Task requirements
The lines wanted run from the first one below through the one with "ApiFailure, BridgeError, Result". Return them exactly.

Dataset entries

____

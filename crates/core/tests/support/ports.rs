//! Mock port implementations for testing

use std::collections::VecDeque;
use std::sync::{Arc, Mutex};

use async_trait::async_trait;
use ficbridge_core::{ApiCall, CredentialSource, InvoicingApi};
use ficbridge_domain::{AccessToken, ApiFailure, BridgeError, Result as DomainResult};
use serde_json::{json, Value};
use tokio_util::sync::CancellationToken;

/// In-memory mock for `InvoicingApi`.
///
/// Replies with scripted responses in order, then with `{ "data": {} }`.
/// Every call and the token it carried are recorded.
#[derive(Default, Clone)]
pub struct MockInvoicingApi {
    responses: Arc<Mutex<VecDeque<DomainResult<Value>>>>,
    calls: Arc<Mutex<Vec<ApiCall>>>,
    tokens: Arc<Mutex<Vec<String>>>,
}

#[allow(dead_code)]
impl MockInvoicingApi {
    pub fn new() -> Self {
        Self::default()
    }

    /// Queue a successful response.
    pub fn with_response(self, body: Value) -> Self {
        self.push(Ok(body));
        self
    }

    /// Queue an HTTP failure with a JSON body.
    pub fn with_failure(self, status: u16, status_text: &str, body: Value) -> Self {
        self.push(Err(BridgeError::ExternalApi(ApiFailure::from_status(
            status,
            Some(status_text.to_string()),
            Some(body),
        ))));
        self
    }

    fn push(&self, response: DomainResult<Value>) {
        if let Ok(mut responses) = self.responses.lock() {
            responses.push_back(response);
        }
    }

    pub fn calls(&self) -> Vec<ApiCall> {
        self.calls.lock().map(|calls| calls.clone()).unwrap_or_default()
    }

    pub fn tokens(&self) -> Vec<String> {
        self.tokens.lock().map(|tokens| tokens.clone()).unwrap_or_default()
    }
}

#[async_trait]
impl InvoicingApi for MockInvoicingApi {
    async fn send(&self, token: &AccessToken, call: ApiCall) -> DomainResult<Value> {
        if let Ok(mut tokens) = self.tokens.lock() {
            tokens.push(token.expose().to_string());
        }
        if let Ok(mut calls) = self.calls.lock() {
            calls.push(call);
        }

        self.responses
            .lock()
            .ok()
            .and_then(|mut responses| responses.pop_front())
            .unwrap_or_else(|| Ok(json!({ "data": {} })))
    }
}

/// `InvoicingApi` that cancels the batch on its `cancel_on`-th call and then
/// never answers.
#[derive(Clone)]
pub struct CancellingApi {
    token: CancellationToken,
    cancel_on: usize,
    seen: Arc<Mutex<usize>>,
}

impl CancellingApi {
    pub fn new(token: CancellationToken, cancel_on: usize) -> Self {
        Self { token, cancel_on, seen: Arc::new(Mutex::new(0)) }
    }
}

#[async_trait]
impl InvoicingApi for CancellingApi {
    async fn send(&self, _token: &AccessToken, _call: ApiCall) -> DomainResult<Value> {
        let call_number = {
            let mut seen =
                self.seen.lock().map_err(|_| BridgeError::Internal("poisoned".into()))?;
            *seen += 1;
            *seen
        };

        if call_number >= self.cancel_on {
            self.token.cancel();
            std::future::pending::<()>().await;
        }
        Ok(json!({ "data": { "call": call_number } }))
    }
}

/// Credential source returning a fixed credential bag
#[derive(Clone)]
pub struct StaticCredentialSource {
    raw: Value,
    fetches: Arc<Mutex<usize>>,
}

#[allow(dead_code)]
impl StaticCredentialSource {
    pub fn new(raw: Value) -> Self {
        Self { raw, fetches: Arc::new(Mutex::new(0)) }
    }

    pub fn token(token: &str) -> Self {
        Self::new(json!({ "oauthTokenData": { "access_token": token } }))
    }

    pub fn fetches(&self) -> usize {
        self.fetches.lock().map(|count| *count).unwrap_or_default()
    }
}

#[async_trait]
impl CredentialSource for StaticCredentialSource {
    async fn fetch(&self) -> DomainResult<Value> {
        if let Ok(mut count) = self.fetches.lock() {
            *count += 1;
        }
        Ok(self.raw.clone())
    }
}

____

Output of the exercise
filename crates/core/tests/support/ports.rs
//! Mock port implementations for testing

use std::collections::VecDeque;
use std::sync::{Arc, Mutex};

use async_trait::async_trait;
use ficbridge_core::{ApiCall, CredentialSource, InvoicingApi};
use ficbridge_domain::{AccessToken, ApiFailure, BridgeError, Result as DomainResult};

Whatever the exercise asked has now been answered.